Fluid characterization through absolute and relative P-inversion study

Fig. 9
figure 9

Fluid characterization through Vp/Vs inversion and shear impedance study

Time-to-depth conversion and pseudo-log extraction

Depth conversion consists of two parts. The first is the establishment of a datum that exists in both time and depth and represents the same geologic horizon. Normally, a clear time horizon not far from the region of interest is chosen. The method works best when there are several depth tops at the datum available. Then, an interpolation function can be designed to interpret datum values between the wells at every CMP (Domenico 1976).
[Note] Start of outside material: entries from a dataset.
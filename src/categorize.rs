/*
    This module maps annotated tokens to terminal token categories
*/

use tracing::debug;

use crate::annotate::Token;

// Fine tag to terminal category. Every verb inflection collapses to VB,
// singular and plural nouns to NN, modals to AUX.
fn tag_category(tag: &str) -> Option<&'static str> {
    match tag {
        "PRP" => Some("PRP"),
        "DT" => Some("DT"),
        "JJ" => Some("JJ"),
        "RB" => Some("RB"),
        "NN" | "NNS" => Some("NN"),
        "NNP" => Some("NNP"),
        "VB" | "VBD" | "VBG" | "VBN" | "VBP" | "VBZ" => Some("VB"),
        "MD" => Some("AUX"),
        "IN" => Some("IN"),
        "TO" => Some("TO"),
        "WP" => Some("WP"),
        "WRB" => Some("WRB"),
        _ => None,
    }
}

// Literal sentence punctuation wins over everything, then the auxiliary
// dependency role, then the fine tag
pub fn categorize(token: &Token) -> Option<&'static str> {
    match token.text.as_str() {
        "." => return Some("."),
        "?" => return Some("?"),
        _ => {}
    }

    if token.dep == "aux" {
        return Some("AUX");
    }

    tag_category(&token.tag)
}

// Categorizes a whole sentence, dropping tokens with no category. The
// stream can therefore be shorter than the token sequence.
pub fn terminal_stream(tokens: &[Token]) -> Vec<&'static str> {
    tokens
        .iter()
        .filter_map(|token| {
            let category = categorize(token);
            if category.is_none() {
                debug!(
                    text = %token.text,
                    tag = %token.tag,
                    "token has no terminal category, dropping"
                );
            }
            category
        })
        .collect()
}
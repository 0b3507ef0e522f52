/*
    This module defines the pre-annotated sentence interchange format

    The annotator and the style service run out of process in practice,
    so one sentence travels with their outputs attached. The document
    stands in for both collaborators; it answers for the sentence it was
    built from and reports a service failure for anything else.
*/

use serde::{Deserialize, Serialize};

use crate::annotate::{AnnotateError, Annotator, Token};
use crate::checker::{StyleChecker, StyleError, StyleIssue};

#[derive(Debug, Clone, PartialEq, Serialize, Deserialize)]
pub struct AnnotatedSentence {
    pub sentence: String,
    pub tokens: Vec<Token>,
    #[serde(default)]
    pub issues: Vec<StyleIssue>,
}

impl AnnotatedSentence {
    pub fn from_json(source: &str) -> Result<Self, serde_json::Error> {
        serde_json::from_str(source)
    }
}

impl Annotator for AnnotatedSentence {
    fn annotate(&self, text: &str) -> Result<Vec<Token>, AnnotateError> {
        if text != self.sentence {
            return Err(AnnotateError::Failed(format!(
                "no annotations on record for `{text}`"
            )));
        }
        Ok(self.tokens.clone())
    }
}

impl StyleChecker for AnnotatedSentence {
    fn check(&self, text: &str) -> Result<Vec<StyleIssue>, StyleError> {
        if text != self.sentence {
            return Err(StyleError::Failed(format!(
                "no style verdict on record for `{text}`"
            )));
        }
        Ok(self.issues.clone())
    }
}
/*
    This module holds the sentence-level validators
*/

pub mod dependency;
pub mod structural;

pub use dependency::{check_dependencies, DependencyReport, MissingPreposition};
pub use structural::is_structurally_valid;
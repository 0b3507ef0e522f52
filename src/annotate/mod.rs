/*
    This module defines the interface to the external annotation pipeline

    Annotation itself (tokenization, tagging, dependency parsing,
    lemmatization) is someone else's job; this crate only consumes the
    result. Tag and role names follow the usual conventions of English
    NLP pipelines: Penn Treebank fine tags (`NN`, `VBD`, ...), coarse
    classes (`NOUN`, `VERB`, `AUX`, ...), and dependency roles such as
    `nsubj`, `dobj`, `prep` and `aux`.
*/

use serde::{Deserialize, Serialize};
use thiserror::Error;

/// One annotated token of a sentence
#[derive(Debug, Clone, PartialEq, Eq, Serialize, Deserialize)]
pub struct Token {
    /// Surface text as written
    pub text: String,
    /// Fine-grained part-of-speech tag, e.g. `VBD`
    pub tag: String,
    /// Coarse part-of-speech class, e.g. `VERB`
    pub pos: String,
    /// Dependency role relative to the head token, e.g. `nsubj`
    pub dep: String,
    /// Index of the head token; the sentence root points at itself
    pub head: usize,
    /// Dictionary form of the surface text
    pub lemma: String,
}

// The annotator failing is not the same thing as the sentence being
// ungrammatical; callers must keep the two apart
#[derive(Error, Debug)]
pub enum AnnotateError {
    #[error("annotation service unavailable: {0}")]
    Unavailable(String),
    #[error("annotation failed: {0}")]
    Failed(String),
}

/// An external collaborator that turns raw text into annotated tokens.
/// Implementations own their model or connection; the checker only
/// borrows the capability.
pub trait Annotator {
    fn annotate(&self, text: &str) -> Result<Vec<Token>, AnnotateError>;
}
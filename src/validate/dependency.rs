/*
    This module checks semantic well-formedness over the dependency tree
*/

use std::collections::HashSet;

use once_cell::sync::Lazy;
use serde::Serialize;

use crate::annotate::Token;

// Verbs that take a prepositional complement rather than a bare direct
// object: "listens to the radio", not "listens the radio"
static PREPOSITIONAL_VERBS: Lazy<HashSet<&'static str>> = Lazy::new(|| {
    ["go", "arrive", "return", "travel", "listen", "depend", "believe"].into()
});

/// A verb that governs a direct object where a preposition was required
#[derive(Debug, Clone, PartialEq, Eq, Serialize)]
pub struct MissingPreposition {
    pub verb: String,
    pub object: String,
}

/// Outcome of every dependency rule, kept separate so a caller can show
/// which one failed
#[derive(Debug, Clone, PartialEq, Eq, Serialize)]
pub struct DependencyReport {
    pub has_subject: bool,
    pub has_verb: bool,
    pub missing_prepositions: Vec<MissingPreposition>,
}

impl DependencyReport {
    pub fn is_valid(&self) -> bool {
        self.has_subject && self.has_verb && self.missing_prepositions.is_empty()
    }
}

pub fn check_dependencies(tokens: &[Token]) -> DependencyReport {
    let has_subject = tokens
        .iter()
        .any(|token| token.dep == "nsubj" || token.dep == "nsubjpass");
    let has_verb = tokens
        .iter()
        .any(|token| token.pos == "VERB" || token.pos == "AUX");

    let mut missing_prepositions = Vec::new();
    for (index, token) in tokens.iter().enumerate() {
        if token.pos != "VERB" {
            continue;
        }
        if !PREPOSITIONAL_VERBS.contains(token.lemma.to_lowercase().as_str()) {
            continue;
        }

        let object = children(tokens, index).find(|child| child.dep == "dobj");
        let has_preposition = children(tokens, index).any(|child| child.dep == "prep");
        if let Some(object) = object {
            if !has_preposition {
                missing_prepositions.push(MissingPreposition {
                    verb: token.text.clone(),
                    object: object.text.clone(),
                });
            }
        }
    }

    DependencyReport {
        has_subject,
        has_verb,
        missing_prepositions,
    }
}

// The sentence root has itself as head and must not count as its own child
fn children(tokens: &[Token], head: usize) -> impl Iterator<Item = &Token> {
    tokens
        .iter()
        .enumerate()
        .filter(move |(index, token)| token.head == head && *index != head)
        .map(|(_, token)| token)
}
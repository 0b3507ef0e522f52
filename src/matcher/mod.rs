/*
    This module matches terminal streams against a grammar

    The matcher is a memoized recursive descent over the grammar: the
    first alternative that matches in full wins, there is no backtracking
    past a memoized result and no longest-match preference.
*/

use std::collections::HashMap;

use crate::grammar::{Alternative, Grammar, Rewrite, Symbol};

// (symbol, start index) -> Some(end index) on success, None on failure.
// An absent key means the pair is unresolved; a stored None is a real
// failure. One table lives for exactly one matching run.
pub type Memo = HashMap<(Symbol, usize), Option<usize>>;

pub fn match_symbol(
    grammar: &Grammar,
    symbol: &Symbol,
    terminals: &[&str],
    index: usize,
    memo: &mut Memo,
) -> Option<usize> {
    let key = (symbol.clone(), index);
    if let Some(&resolved) = memo.get(&key) {
        return resolved;
    }

    let outcome = match symbol {
        Symbol::Terminal(name) => match_terminal(name, terminals, index),
        Symbol::Nonterminal(name) => {
            // Seed the entry with failure before expanding. A rewrite that
            // reaches this nonterminal again at the same index resolves to
            // the seed instead of recursing without end; this is the only
            // termination guard the matcher has.
            memo.insert(key.clone(), None);
            match grammar.rewrite(name) {
                Some(rewrite) => match_rewrite(grammar, rewrite, terminals, index, memo),
                None => None,
            }
        }
    };

    memo.insert(key, outcome);
    outcome
}

// Past the end of the stream every terminal fails
fn match_terminal(name: &str, terminals: &[&str], index: usize) -> Option<usize> {
    if terminals.get(index).copied() == Some(name) {
        Some(index + 1)
    } else {
        None
    }
}

// Alternatives are tried in declared order and the first full match is
// committed to
fn match_rewrite(
    grammar: &Grammar,
    rewrite: &Rewrite,
    terminals: &[&str],
    index: usize,
    memo: &mut Memo,
) -> Option<usize> {
    rewrite
        .iter()
        .find_map(|alternative| match_alternative(grammar, alternative, terminals, index, memo))
}

fn match_alternative(
    grammar: &Grammar,
    alternative: &Alternative,
    terminals: &[&str],
    index: usize,
    memo: &mut Memo,
) -> Option<usize> {
    let mut position = index;
    for symbol in alternative {
        position = match_symbol(grammar, symbol, terminals, position, memo)?;
    }
    Some(position)
}
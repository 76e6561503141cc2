//! INI parsing.
//!
//! This module provides the [`Parser`] that turns a sequence of lines into a
//! [`ParseResult`]. Parsing never fails: a line that is not a section header,
//! comment or key-value pair in an open section becomes a [`ParseWarning`] and the
//! parser moves on.
//!
//! ## Usage
//!
//! Most users should use the high-level functions in the crate root:
//!
//! ```rust
//! use ini_roundtrip::{parse, Value};
//!
//! let result = parse(["[Test]", "Value=some=data", "Flag=true"]);
//! assert!(result.warnings.is_empty());
//! assert_eq!(result.document.get("Test", "Value"), Some(&Value::from("some=data")));
//! ```
//!
//! ## Incremental Parsing
//!
//! ```rust
//! use ini_roundtrip::{IniOptions, Parser};
//!
//! let mut parser = Parser::new(IniOptions::new());
//! parser.parse_line("[Server]");
//! parser.parse_line("port=8080");
//! let result = parser.finish();
//! assert_eq!(result.metadata.section_order()[0].keys, vec!["port"]);
//! ```

use crate::document::{CommentOwner, Metadata, ParseResult};
use crate::grammar::{COMMENT, KEY_VALUE, SECTION_HEADER};
use crate::options::IMPLICIT_SECTION;
use crate::{Document, IniOptions, ParseWarning, Value};

/// A line-by-line INI parser.
///
/// Feed lines with [`Parser::parse_line`] (without their trailing newline) and
/// collect the result with [`Parser::finish`].
pub struct Parser {
    options: IniOptions,
    document: Document,
    metadata: Metadata,
    warnings: Vec<ParseWarning>,
    current: Option<String>,
    line: usize,
}

impl Parser {
    pub fn new(options: IniOptions) -> Self {
        Parser {
            options,
            document: Document::new(),
            metadata: Metadata::default(),
            warnings: Vec::new(),
            current: None,
            line: 0,
        }
    }

    /// Classifies one line and records its effect.
    ///
    /// A header is exclusive. Comment and key-value matching are independent tests;
    /// the line is reported only if neither had an effect.
    pub fn parse_line(&mut self, line: &str) {
        self.line += 1;

        if let Some(caps) = SECTION_HEADER.captures(line) {
            self.open_section(&caps[1]);
            return;
        }

        let mut consumed = false;

        if let Some(caps) = COMMENT.captures(line) {
            // The header-less section has no header to keep its comments under.
            let owner = match &self.current {
                Some(name) if !self.options.is_headerless(name) => {
                    CommentOwner::Section(name.clone())
                }
                _ => CommentOwner::PreSection,
            };
            self.metadata.add_comment(owner, &caps[1]);
            consumed = true;
        }

        if let Some(caps) = KEY_VALUE.captures(line) {
            consumed |= self.insert_entry(&caps[1], &caps[2]);
        }

        if !consumed {
            tracing::debug!("Line {}: ignoring unclassified input", self.line);
            self.warnings.push(ParseWarning::new(self.line, line));
        }
    }

    /// Consumes the parser and returns the document, its layout and all warnings.
    pub fn finish(self) -> ParseResult {
        tracing::debug!(
            "Parsed {} lines into {} sections with {} warnings",
            self.line,
            self.document.len(),
            self.warnings.len()
        );
        ParseResult {
            document: self.document,
            metadata: self.metadata,
            warnings: self.warnings,
            options: self.options,
        }
    }

    fn open_section(&mut self, name: &str) {
        self.document.ensure_section(name);
        self.metadata.open_section(name);
        self.current = Some(name.to_string());
    }

    /// Stores `key=raw` in the open section. Returns `false` if there is nowhere to put it.
    fn insert_entry(&mut self, key: &str, raw: &str) -> bool {
        if self.current.is_none() {
            if !self.options.no_section.is_implicit() {
                return false;
            }
            self.open_section(IMPLICIT_SECTION);
        }

        let Some(section) = self.current.as_deref() else {
            return false;
        };
        self.document
            .ensure_section(section)
            .insert(key, Value::coerce(raw));
        self.metadata.record_key(key);
        true
    }
}
/// Builds a [`Document`](crate::Document) from a literal.
///
/// Sections and keys keep the order they are written in. Values go through
/// [`Value::from`](crate::Value), so any number, `bool`, `&str`, `String` or
/// [`Value`](crate::Value) works.
///
/// # Examples
///
/// ```rust
/// use ini_roundtrip::{ini, save, Value};
///
/// let doc = ini! {
///     "Server" => {
///         "host" => "localhost",
///         "port" => 8080,
///     },
///     "Empty" => {},
/// };
///
/// assert_eq!(doc.get("Server", "port"), Some(&Value::from(8080)));
/// assert_eq!(save(&doc, None).unwrap(), "[Server]\nhost=localhost\nport=8080\n\n[Empty]\n");
/// ```
#[macro_export]
macro_rules! ini {
    () => {
        $crate::Document::new()
    };

    ($( $section:expr => { $( $key:expr => $value:expr ),* $(,)? } ),+ $(,)?) => {{
        let mut document = $crate::Document::new();
        $(
            #[allow(unused_variables)]
            let section = document.ensure_section($section);
            $(
                section.insert($key, $crate::Value::from($value));
            )*
        )+
        document
    }};
}
//! INI serialization.
//!
//! This module provides the [`Serializer`] that writes a [`Document`] back to text,
//! using the [`Metadata`] captured at parse time to reproduce the original layout.
//!
//! ## Layout Rules
//!
//! - Pre-section comments come first, followed by one blank line.
//! - Sections follow their recorded header occurrences. A section the caller
//!   removed is skipped along with its comments and trailing blank line.
//! - Under each header: the section's comments, then its recorded keys in recorded
//!   order (keys the caller removed are skipped), then keys added since parsing.
//! - A reopened section (the same header more than once) gets its comments under
//!   the first occurrence only, and its added keys after the last occurrence.
//! - Every section block ends with a blank line.
//! - Sections added since parsing come last, in document order.
//!
//! ## Usage
//!
//! ```rust
//! use ini_roundtrip::from_str;
//!
//! let mut result = from_str("[Section]\nD=1\nC=2\nB=3\nA=4");
//! result.document.remove("Section", "B");
//! assert_eq!(result.save().unwrap(), "[Section]\nD=1\nC=2\nA=4\n");
//! ```
//!
//! ## Direct Serializer Usage
//!
//! ```rust
//! use ini_roundtrip::{Document, IniOptions, Serializer};
//!
//! let mut doc = Document::new();
//! doc.set("Server", "port", 8080);
//!
//! let mut serializer = Serializer::new(IniOptions::new());
//! serializer.serialize(&doc, None).unwrap();
//! assert_eq!(serializer.into_inner(), "[Server]\nport=8080\n");
//! ```

use crate::grammar::{is_valid_key, section_name_problem};
use crate::options::IMPLICIT_SECTION;
use crate::{Document, Error, IniOptions, Metadata, Result, Section};
use std::collections::{HashMap, HashSet};

/// The INI serializer.
///
/// Collects output lines; [`Serializer::into_inner`] joins them with `\n`.
pub struct Serializer {
    lines: Vec<String>,
    options: IniOptions,
}

impl Serializer {
    pub fn new(options: IniOptions) -> Self {
        Serializer {
            lines: Vec::with_capacity(64),
            options,
        }
    }

    pub fn into_inner(self) -> String {
        self.lines.join("\n")
    }

    /// Writes `document`, following `metadata` when available.
    ///
    /// Without metadata, sections and keys are written in document order and no
    /// comments are written.
    ///
    /// # Errors
    ///
    /// Returns an error if a section name, key or value cannot be expressed in the
    /// INI grammar. Nothing written so far is meaningful in that case.
    pub fn serialize(&mut self, document: &Document, metadata: Option<&Metadata>) -> Result<()> {
        let fallback = Metadata::default();
        let metadata = metadata.unwrap_or(&fallback);

        let pre_section = metadata.pre_section_comments();
        if !pre_section.is_empty() {
            self.write_comments(pre_section);
            self.lines.push(String::new());
        }

        // Header-less entries must stay above the first header to read back the same.
        if self.options.no_section.is_implicit() && !metadata.records_section(IMPLICIT_SECTION) {
            if let Some(section) = document.section(IMPLICIT_SECTION) {
                self.write_new_section(IMPLICIT_SECTION, section, metadata)?;
            }
        }

        self.write_recorded_sections(document, metadata)?;

        for (name, section) in document {
            if metadata.records_section(name) || self.options.is_headerless(name) {
                continue;
            }
            self.write_new_section(name, section, metadata)?;
        }

        tracing::debug!(
            "Serialized {} sections into {} lines",
            document.len(),
            self.lines.len()
        );
        Ok(())
    }

    fn write_recorded_sections(&mut self, document: &Document, metadata: &Metadata) -> Result<()> {
        let order = metadata.section_order();

        let mut recorded: HashMap<&str, HashSet<&str>> = HashMap::new();
        let mut last_occurrence: HashMap<&str, usize> = HashMap::new();
        for (index, record) in order.iter().enumerate() {
            recorded
                .entry(record.name.as_str())
                .or_default()
                .extend(record.keys.iter().map(String::as_str));
            last_occurrence.insert(record.name.as_str(), index);
        }

        let mut seen_sections: HashSet<&str> = HashSet::new();
        let mut written_keys: HashMap<&str, HashSet<&str>> = HashMap::new();

        for (index, record) in order.iter().enumerate() {
            let name = record.name.as_str();
            let Some(section) = document.section(name) else {
                tracing::trace!("Section '{}' was removed, skipping its block", name);
                continue;
            };

            self.write_header(name)?;
            if seen_sections.insert(name) {
                self.write_comments(metadata.section_comments(name));
            }

            let written = written_keys.entry(name).or_default();
            for key in &record.keys {
                if section.contains_key(key) && written.insert(key.as_str()) {
                    self.write_entry(name, section, key)?;
                }
            }

            if last_occurrence.get(name) == Some(&index) {
                let known = recorded.get(name);
                for key in section.keys() {
                    if known.map_or(true, |keys| !keys.contains(key.as_str())) {
                        self.write_entry(name, section, key)?;
                    }
                }
            }

            self.lines.push(String::new());
        }

        Ok(())
    }

    fn write_new_section(&mut self, name: &str, section: &Section, metadata: &Metadata) -> Result<()> {
        self.write_header(name)?;
        self.write_comments(metadata.section_comments(name));
        for key in section.keys() {
            self.write_entry(name, section, key)?;
        }
        self.lines.push(String::new());
        Ok(())
    }

    fn write_header(&mut self, name: &str) -> Result<()> {
        if self.options.is_headerless(name) {
            return Ok(());
        }
        if let Some(reason) = section_name_problem(name) {
            return Err(Error::invalid_section(name, reason));
        }
        self.lines.push(format!("[{}]", name));
        Ok(())
    }

    fn write_comments(&mut self, comments: &[String]) {
        self.lines
            .extend(comments.iter().map(|comment| format!(";{}", comment)));
    }

    fn write_entry(&mut self, section_name: &str, section: &Section, key: &str) -> Result<()> {
        let Some(value) = section.get(key) else {
            return Ok(());
        };
        if !is_valid_key(key) {
            return Err(Error::invalid_key(section_name, key));
        }
        let text = value.to_string();
        if text.is_empty() || text.contains(['\n', '\r']) {
            return Err(Error::invalid_value(section_name, key));
        }
        self.lines.push(format!("{}={}", key, text));
        Ok(())
    }
}
//! Edit a configuration file on disk while keeping its layout and comments.
//!
//! Run with: cargo run --example edit_in_place

use ini_roundtrip::{load, store, FileStore, IniOptions, NoSection};
use std::error::Error;

const ORIGINAL: &str = "\
; Written by the installer
log_level=info

[Database]
; Primary connection
host=db.internal
port=5432
pool=10

[Cache]
ttl=300
";

fn main() -> Result<(), Box<dyn Error>> {
    let dir = std::env::temp_dir().join("ini_roundtrip_demo");
    std::fs::create_dir_all(&dir)?;
    std::fs::write(dir.join("app.ini"), ORIGINAL)?;

    // Top-level keys before any header are allowed in this file
    let options = IniOptions::new().with_no_section(NoSection::Implicit);
    let mut files = FileStore::with_root(&dir);

    let mut result = load(&files, "app.ini", &options)?;
    for warning in &result.warnings {
        println!("note: {}", warning);
    }

    result.document.set("Database", "port", 6432);
    result.document.remove("Database", "pool");
    result.document.set("Database", "sslmode", "require");
    result.document.remove_section("Cache");
    result.document.set("Metrics", "enabled", true);

    store(
        &mut files,
        "app.ini",
        &result.document,
        Some(&result.metadata),
        &options,
    )?;

    println!("Before:\n{}", ORIGINAL);
    println!("After:\n{}", std::fs::read_to_string(dir.join("app.ini"))?);

    Ok(())
}
//! Read an INI document into strongly typed configuration structs.
//!
//! Run with: cargo run --example typed_config

use ini_roundtrip::{from_document, from_str};
use serde::Deserialize;
use std::error::Error;

#[derive(Debug, Deserialize)]
#[serde(rename_all = "lowercase")]
enum Mode {
    Development,
    Production,
}

#[derive(Debug, Deserialize)]
struct Server {
    host: String,
    port: u16,
    mode: Mode,
    workers: Option<u32>,
}

#[derive(Debug, Deserialize)]
struct Features {
    search: bool,
    beta_banner: bool,
}

#[derive(Debug, Deserialize)]
struct Config {
    server: Server,
    features: Features,
}

fn main() -> Result<(), Box<dyn Error>> {
    let text = "\
[server]
host=0.0.0.0
port=8080
mode=production

[features]
search=true
beta_banner=false
";

    let result = from_str(text);
    let config: Config = from_document(&result.document)?;

    println!("{:#?}", config);
    println!("Listening on {}:{}", config.server.host, config.server.port);
    if config.features.search && !config.features.beta_banner {
        println!("Search enabled without the beta banner");
    }
    assert_eq!(config.server.port, 8080);
    assert!(matches!(config.server.mode, Mode::Production));
    assert!(config.server.workers.is_none());

    // The untyped document works with any serde format too
    println!("As JSON: {}", serde_json::to_string_pretty(&result.document)?);

    Ok(())
}
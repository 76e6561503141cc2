//! Error and warning types for INI parsing and serialization.
//!
//! The codec distinguishes two tiers of problems:
//!
//! - **Fatal errors** ([`Error`]): the operation is aborted. Reading a source or
//!   writing a sink failed, or the document holds content the INI grammar cannot
//!   carry (a section name with `]`, a key with spaces, a value with a line break).
//! - **Warnings** ([`ParseWarning`]): a single input line could not be classified.
//!   Parsing continues and the warning is reported alongside the document.
//!
//! ## Examples
//!
//! ```rust
//! use ini_roundtrip::from_str;
//!
//! let result = from_str("[Server]\nport=8080\nthis is not ini");
//! assert_eq!(result.warnings.len(), 1);
//! assert_eq!(
//!     result.warnings[0].to_string(),
//!     "Line 3: Invalid data found 'this is not ini'"
//! );
//! ```

use std::fmt;
use thiserror::Error;

/// Represents all fatal errors that can occur while loading or saving INI data.
#[derive(Debug, Clone, PartialEq, Error)]
pub enum Error {
    /// Reading from a line source or writing to a sink failed
    #[error("IO error on '{name}': {msg}")]
    Io { name: String, msg: String },

    /// Section name cannot be written as a `[name]` header
    #[error("Invalid section name '{name}': {reason}")]
    InvalidSection { name: String, reason: String },

    /// Key cannot be written as the left-hand side of `key=value`
    #[error("Invalid key '{key}' in section '{section}': keys may only contain [A-Za-z0-9_]")]
    InvalidKey { section: String, key: String },

    /// Value is empty or would span more than one line
    #[error("Invalid value for '{key}' in section '{section}': values must be non-empty and fit on one line")]
    InvalidValue { section: String, key: String },

    /// Custom error, mostly raised through the serde bridge
    #[error("Error: {0}")]
    Custom(String),
}

impl Error {
    /// Creates an I/O error for the named source or sink.
    ///
    /// # Examples
    ///
    /// ```rust
    /// use ini_roundtrip::Error;
    ///
    /// let err = Error::io("settings.ini", "permission denied");
    /// assert!(err.to_string().contains("settings.ini"));
    /// ```
    pub fn io<T: fmt::Display>(name: &str, msg: T) -> Self {
        Error::Io {
            name: name.to_string(),
            msg: msg.to_string(),
        }
    }

    /// Creates an error for a section name that cannot be used as a header.
    pub fn invalid_section(name: &str, reason: &str) -> Self {
        Error::InvalidSection {
            name: name.to_string(),
            reason: reason.to_string(),
        }
    }

    /// Creates an error for a key outside the `[A-Za-z0-9_]+` alphabet.
    pub fn invalid_key(section: &str, key: &str) -> Self {
        Error::InvalidKey {
            section: section.to_string(),
            key: key.to_string(),
        }
    }

    /// Creates an error for a value whose text contains a line break.
    pub fn invalid_value(section: &str, key: &str) -> Self {
        Error::InvalidValue {
            section: section.to_string(),
            key: key.to_string(),
        }
    }

    /// Creates a custom error with a display message.
    ///
    /// # Examples
    ///
    /// ```rust
    /// use ini_roundtrip::Error;
    ///
    /// let err = Error::custom("something went wrong");
    /// assert!(err.to_string().contains("something went wrong"));
    /// ```
    pub fn custom<T: fmt::Display>(msg: T) -> Self {
        Error::Custom(msg.to_string())
    }
}

impl serde::de::Error for Error {
    fn custom<T: fmt::Display>(msg: T) -> Self {
        Error::Custom(msg.to_string())
    }
}

pub type Result<T> = std::result::Result<T, Error>;

/// A line the parser could not classify as a header, comment or key-value pair.
///
/// Warnings never abort parsing. The `Display` form is the human-readable message
/// callers usually log or show.
#[derive(Debug, Clone, PartialEq, Eq, Error)]
#[error("Line {line}: Invalid data found '{content}'")]
pub struct ParseWarning {
    /// 1-based line number
    pub line: usize,
    /// The offending line, verbatim
    pub content: String,
}

impl ParseWarning {
    pub fn new(line: usize, content: &str) -> Self {
        ParseWarning {
            line,
            content: content.to_string(),
        }
    }
}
In the second phase, an interval velocity function is used to convert regions away from the datum to depth. The velocity function can come from the geologic model or a scaled version of the inversion. The depth conversion is checked by comparing other depth-converted horizons to their corresponding depth tops at the wells.

Results

The final data volumes have been converted to depth, using the calibrated seismic velocity cube; this is a straightforward procedure. The datum was set to MSL in TVD and 0 ms in TWT for this process. A first-pass time-to-depth conversion was compared to the well markers in depth and a residual correction applied to the velocity cube to optimize the tie. This residual correction was less than 3%. The final, adjusted velocity cube is shown in Fig. 10. To illustrate the match with the well data in depth, the Vp/Vs data in TVD is correlated with the original well logs data. The match is very good at the three wells.

Fig. 10
figure 10

Final velocity cube for time-to-depth conversion

As a final QC on the well data versus the inversion, pseudo-logs have been extracted from each of the depth-converted derived cubes, in particular P-impedance and Vp/Vs. These extracted logs are cross-plotted, at seismic sampling, against the actual log data in Fig. 11 (P-impedance) and Fig. 12 (Vp/Vs). It may be observed from the Figs. 11 and 12 that a very good correlation exists between actual logs derived and inverted data. This further indicates that depth conversion process is also working correctly. For the whole log interval, from Miocene Basal Sand (MBS) to Deccan Trap, a cross-plot of Vp/Vs against P-impedance is shown in Fig. 13. The data points are overlain with colours indicating the bulk volume of hydrocarbon (hydrocarbon pore volume), which has been calculated through petrophysical property.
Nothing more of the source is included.